About this exercise: Determine the number of lines in the data below that hold "built"; give nothing but that number.

Source material:
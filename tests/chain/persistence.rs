//! Committed queries survive the session; aborted ones leave no trace.

use std::fs;

use bibliophant::storage::{Error as StorageError, Store, CATALOG_FILE_NAME};
use bibliophant::Error;

use crate::common::*;

#[test]
fn test_committed_records_survive_reopen() {
    let collection = Collection::new();
    let outside = tempfile::tempdir().unwrap();
    let folder = record_folder(
        outside.path(),
        &article("2012GregoryStone", "Some Long Title", "Gregory", "Physical Review D"),
    );

    {
        let mut session = collection.open();
        session
            .execute(&format!("import bib {} : tag review create", folder.display()))
            .unwrap();
    }

    let mut session = collection.open();
    let outcome = session.execute("get tag review").unwrap();
    assert_eq!(keys(&outcome), vec!["2012GregoryStone"]);
    assert!(collection.root().join(CATALOG_FILE_NAME).is_file());
    assert!(collection
        .root()
        .join("2012GregoryStone")
        .join("2012GregoryStone.json")
        .is_file());
}

#[test]
fn test_aborted_query_leaves_catalog_untouched() {
    let collection = Collection::new();
    let outside = tempfile::tempdir().unwrap();
    let folder = record_folder(
        outside.path(),
        &article("2012GregoryStone", "Some Long Title", "Gregory", "Physical Review D"),
    );

    {
        let mut session = collection.open();
        session.execute("get all").unwrap();
    }
    let before = fs::read_to_string(collection.root().join(CATALOG_FILE_NAME)).unwrap();

    {
        let mut session = collection.open();
        session
            .execute(&format!("import bib {} : untag missing", folder.display()))
            .unwrap_err();
    }
    let after = fs::read_to_string(collection.root().join(CATALOG_FILE_NAME)).unwrap();
    assert_eq!(before, after);
    assert!(collection.open().store().snapshot().records.is_empty());
}

#[test]
fn test_collection_is_locked_while_open() {
    let collection = Collection::new();
    let _session = collection.open();

    let err = Store::open(collection.root()).unwrap_err();
    assert!(matches!(err, StorageError::Locked(_)));

    let err = bibliophant::Session::open(collection.root(), |root| bibliophant::Context::new(root))
        .unwrap_err();
    assert!(matches!(err, Error::Storage(StorageError::Locked(_))));
}

#[test]
fn test_lock_is_released_with_the_session() {
    let collection = Collection::new();
    drop(collection.open());
    assert!(Store::open(collection.root()).is_ok());
}
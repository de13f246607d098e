//! arXiv import
//!
//! The arXiv API answers with an Atom feed holding one `entry` per id. When
//! the eprint has been published (`arxiv:doi`), the journal record from
//! Crossref is taken as the base and only the eprint fields come from arXiv.

use bibliophant_core::{
    format_string, generate_key, Article, Author, Eprint, Journal, Record, RecordKind,
};
use tracing::info;

use crate::crossref::doi_to_record;
use crate::error::{Error, Result};
use crate::source::MetadataSource;
use crate::xml;

const SERVICE: &str = "arXiv";

/// Journal name used for articles that only exist as eprints.
pub const ARXIV_JOURNAL: &str = "arXiv e-print";

/// The parts of an arXiv feed entry the importer uses.
#[derive(Debug, Clone, PartialEq)]
pub struct ArxivEntry {
    /// DOI of the published version, if any
    pub doi: Option<String>,
    /// Eprint reference built from the requested id
    pub eprint: Eprint,
    /// Abstract
    pub abstract_text: Option<String>,
    /// Title
    pub title: Option<String>,
    /// Authors, guessing that the last word of a name is the last name
    pub authors: Vec<Author>,
    /// Year and month of first submission
    pub published: Option<(i32, u8)>,
}

impl ArxivEntry {
    /// A record built from the arXiv data alone.
    pub fn into_record(self) -> Result<Record> {
        let (year, month) = self.published.ok_or(Error::MissingYear)?;
        let key = generate_key(year, self.authors.iter().map(|a| a.last.as_str()));
        let mut record = Record::new(
            &key,
            self.title.as_deref().unwrap_or_default(),
            year,
            self.authors,
            RecordKind::Article(Article {
                journal: Journal::new(ARXIV_JOURNAL),
                volume: None,
                number: None,
                pages: None,
                eprint: Some(self.eprint),
                abstract_text: self.abstract_text,
            }),
        );
        record.month = Some(month);
        record.open_access = Some(true);
        Ok(record)
    }

    /// Add the eprint fields to the record of the published version.
    pub fn complete(self, mut base: Record) -> Record {
        if let RecordKind::Article(article) = &mut base.kind {
            article.eprint = Some(self.eprint);
            if self.abstract_text.is_some() {
                article.abstract_text = self.abstract_text;
            }
        }
        base.open_access = Some(true);
        base
    }
}

/// Fetch the record for an arXiv id, consulting Crossref when the eprint
/// carries a DOI.
pub fn arxiv_to_record(source: &dyn MetadataSource, id: &str) -> Result<Record> {
    info!(target: "bibliophant::import", id, "Fetching arXiv metadata");
    let document = source.arxiv_atom(id)?;
    let entry = parse_arxiv(&document, id)?;
    match entry.doi.clone() {
        Some(doi) => {
            let base = doi_to_record(source, &doi)?;
            Ok(entry.complete(base))
        }
        None => entry.into_record(),
    }
}

/// Interpret an arXiv Atom feed for the eprint `id`.
pub fn parse_arxiv(document: &str, id: &str) -> Result<ArxivEntry> {
    let root = xml::parse(document)?;
    let entries = root.descendants("entry");
    let entry = match entries.as_slice() {
        [] => return Err(Error::NoRecords { service: SERVICE }),
        [entry] => *entry,
        _ => return Err(Error::MultipleRecords { service: SERVICE }),
    };

    let authors = entry
        .descendants("author")
        .into_iter()
        .filter_map(|a| a.text_of("name"))
        .map(|name| author_from_name(&name))
        .collect();

    let published = match entry.text_of("published") {
        Some(date) => Some(parse_date(date.trim())?),
        None => None,
    };

    let eprint = if id.contains('/') {
        // old style id (before April 2007)
        Eprint {
            eprint: id.to_string(),
            archive_prefix: None,
            primary_class: None,
        }
    } else {
        Eprint {
            eprint: id.to_string(),
            archive_prefix: Some("arXiv".to_string()),
            primary_class: entry
                .first("category")
                .and_then(|c| c.attr("term"))
                .map(str::to_string),
        }
    };

    Ok(ArxivEntry {
        doi: entry.text_of("arxiv:doi").map(|d| d.trim().to_string()),
        eprint,
        abstract_text: entry.text_of("summary").map(|s| format_string(&s)),
        title: entry.text_of("title").map(|t| format_string(&t)),
        authors,
        published,
    })
}

fn author_from_name(name: &str) -> Author {
    let name = format_string(name);
    match name.rsplit_once(' ') {
        Some((first, last)) => Author {
            last: last.to_string(),
            first: Some(first.to_string()),
            email: None,
        },
        None => Author {
            last: name,
            first: None,
            email: None,
        },
    }
}

fn parse_date(date: &str) -> Result<(i32, u8)> {
    let year = date
        .get(0..4)
        .and_then(|y| y.parse().ok())
        .ok_or_else(|| Error::InvalidYear(date.to_string()))?;
    let month = date
        .get(5..7)
        .and_then(|m| m.parse().ok())
        .ok_or_else(|| Error::InvalidYear(date.to_string()))?;
    Ok((year, month))
}
//! Blocking HTTP access to Crossref and arXiv.

use std::time::Duration;
use tracing::debug;

use crate::error::{Error, Result};
use crate::source::MetadataSource;

const CROSSREF_OPENURL: &str = "https://www.crossref.org/openurl/";
const ARXIV_API: &str = "https://export.arxiv.org/api/query";
const ARXIV_PDF: &str = "https://arxiv.org/pdf/";
const USER_AGENT: &str = concat!("bibliophant/", env!("CARGO_PKG_VERSION"));

/// `MetadataSource` backed by the public web services.
#[derive(Debug, Clone)]
pub struct HttpSource {
    client: reqwest::blocking::Client,
    contact: Option<String>,
}

impl HttpSource {
    /// Create a source whose requests time out after `timeout`.
    pub fn new(timeout: Duration) -> Result<Self> {
        let client = reqwest::blocking::Client::builder()
            .timeout(timeout)
            .user_agent(USER_AGENT)
            .build()?;
        Ok(Self {
            client,
            contact: None,
        })
    }

    /// Email address sent to Crossref as the OpenURL `pid`.
    pub fn with_contact(mut self, email: impl Into<String>) -> Self {
        self.contact = Some(email.into());
        self
    }

    fn get(&self, url: &str, query: &[(&str, &str)]) -> Result<reqwest::blocking::Response> {
        debug!(target: "bibliophant::import", url, "GET");
        let response = self.client.get(url).query(query).send()?;
        let status = response.status();
        if !status.is_success() {
            return Err(Error::Http(format!("{} answered {}", url, status)));
        }
        Ok(response)
    }
}

impl MetadataSource for HttpSource {
    fn crossref_unixref(&self, doi: &str) -> Result<String> {
        let id = format!("doi:{}", doi);
        let mut query = vec![
            ("id", id.as_str()),
            ("noredirect", "true"),
            ("format", "unixref"),
        ];
        if let Some(contact) = &self.contact {
            query.push(("pid", contact.as_str()));
        }
        Ok(self.get(CROSSREF_OPENURL, &query)?.text()?)
    }

    fn arxiv_atom(&self, id: &str) -> Result<String> {
        Ok(self.get(ARXIV_API, &[("id_list", id)])?.text()?)
    }

    fn arxiv_pdf(&self, id: &str) -> Result<Vec<u8>> {
        let url = format!("{}{}.pdf", ARXIV_PDF, id);
        let response = self.get(&url, &[])?;
        let is_pdf = response
            .headers()
            .get(reqwest::header::CONTENT_TYPE)
            .and_then(|v| v.to_str().ok())
            .is_some_and(|v| v.starts_with("application/pdf"));
        if !is_pdf {
            return Err(Error::NotPdf(url));
        }
        Ok(response.bytes()?.to_vec())
    }
}
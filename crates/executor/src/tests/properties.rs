//! Generated queries.

use proptest::prelude::*;

use super::*;
use crate::{split_query, SEPARATOR};

fn token() -> impl Strategy<Value = &'static str> {
    prop::sample::select(vec!["quit", "emit", "pass", "fail", "sink", "nope", ""])
}

fn segment() -> impl Strategy<Value = String> {
    (token(), "[a-z0-9 :]{0,12}").prop_map(|(t, rest)| format!("{} {}", t, rest))
}

fn query() -> impl Strategy<Value = String> {
    prop::collection::vec(segment(), 1..5).prop_map(|s| s.join(SEPARATOR))
}

proptest! {
    #[test]
    fn parse_is_deterministic(q in query()) {
        let engine = stub_engine(&Trace::default());
        let first = engine.parse(&q);
        let second = engine.parse(&q);
        match (first, second) {
            (Ok(a), Ok(b)) => prop_assert_eq!(a, b),
            (Err(a), Err(b)) => prop_assert_eq!(a.to_string(), b.to_string()),
            _ => prop_assert!(false, "parse of {:?} changed its verdict", q),
        }
    }

    #[test]
    fn separator_needs_both_spaces(a in "[a-z]{1,8}", b in "[a-z]{1,8}") {
        prop_assert_eq!(split_query(&format!("{}:{}", a, b)).len(), 1);
        prop_assert_eq!(split_query(&format!("{} :{}", a, b)).len(), 1);
        prop_assert_eq!(split_query(&format!("{}: {}", a, b)).len(), 1);
        prop_assert_eq!(split_query(&format!("{} : {}", a, b)).len(), 2);
    }

    #[test]
    fn valid_plans_respect_roles(q in query()) {
        let engine = stub_engine(&Trace::default());
        if let Ok(plan) = engine.parse(&q) {
            let n = plan.len();
            for (i, segment) in plan.segments().iter().enumerate() {
                prop_assert!(segment.role().is_legal(i, n));
            }
            prop_assert!(!plan.segments()[0].role().accepts_result());
        }
    }
}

Solution: 2